Jeremy Corbyn has announced plans to give councils the power to build homes needed to reverse the current housing crisis.
The Labour leadership candidate has published his plans to address Britain’s housing crisis, as part of his Vision for Britain 2020. This includes what his team are calling a “a radical rebooting of home construction”, which would give councils the power to be house builders and providers to meet the demand for affordable housing. This would mean there would be a minimum of 240,000 build every year.
Coryn has explained that under his stewardship, Labour would “promote major council-funded, desirable energy efficient building projects to provide our young people with a good start in life, to stop paying exorbitant rents and the opportunity of a home they can at least call their own.”
Ken Loach, film maker who directed Spirit of ’45, has endorsed these plans, saying ‘Jeremy Corbyn, true to the best traditions of Labour, has a realistic plan to build new homes.

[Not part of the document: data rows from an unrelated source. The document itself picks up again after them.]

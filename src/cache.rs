//! Compiled template cache

use std::num::NonZeroUsize;
use std::sync::Arc;

use lru::LruCache;
use parking_lot::Mutex;

use crate::loader::TemplateSource;
use crate::parser::Template;

/// LRU cache of compiled templates keyed by source
///
/// Compilation runs outside the lock. When two callers compile the same
/// source concurrently, the entry inserted first stays canonical.
pub struct TemplateCache {
    entries: Option<Mutex<LruCache<TemplateSource, Arc<Template>>>>,
}

impl TemplateCache {
    /// Create a cache holding up to `capacity` templates; 0 disables caching
    pub fn new(capacity: usize) -> Self {
        Self {
            entries: NonZeroUsize::new(capacity).map(|cap| Mutex::new(LruCache::new(cap))),
        }
    }

    pub fn is_enabled(&self) -> bool {
        self.entries.is_some()
    }

    pub fn get(&self, key: &TemplateSource) -> Option<Arc<Template>> {
        self.entries.as_ref()?.lock().get(key).cloned()
    }

    /// Insert a compiled template, returning the canonical entry
    pub fn insert(&self, key: TemplateSource, template: Arc<Template>) -> Arc<Template> {
        let Some(entries) = &self.entries else {
            return template;
        };
        let mut entries = entries.lock();
        if let Some(existing) = entries.get(&key) {
            return existing.clone();
        }
        entries.put(key, template.clone());
        template
    }

    /// Return the cached template for `key`, compiling it on a miss
    pub fn get_or_compile<E>(
        &self,
        key: &TemplateSource,
        compile: impl FnOnce() -> Result<Template, E>,
    ) -> Result<Arc<Template>, E> {
        if let Some(template) = self.get(key) {
            tracing::debug!(template = %key, "template cache hit");
            return Ok(template);
        }
        tracing::debug!(template = %key, "template cache miss");
        let template = Arc::new(compile()?);
        Ok(self.insert(key.clone(), template))
    }

    pub fn evict(&self, key: &TemplateSource) {
        if let Some(entries) = &self.entries {
            entries.lock().pop(key);
        }
    }

    pub fn clear(&self) {
        if let Some(entries) = &self.entries {
            entries.lock().clear();
        }
    }

    pub fn len(&self) -> usize {
        self.entries.as_ref().map_or(0, |entries| entries.lock().len())
    }

    pub fn is_empty(&self) -> bool {
        self.len() == 0
    }
}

Councils should have the power to plan and build good houses, environmentally sound, with proper infrastructure. Labour had the best Housing Minister ever in Nye Bevan. It’s time for another with the same vision.’
The Islington North MP notes that this makes “economic sense” because he says for every £1 spent on housing construction an extra £2.09 is generated in the economy. “It has become clear that when housing provision is left purely to market forces most of our young people simply cannot afford to get a foot on the rung of the market’s so called housing ladder”, he says.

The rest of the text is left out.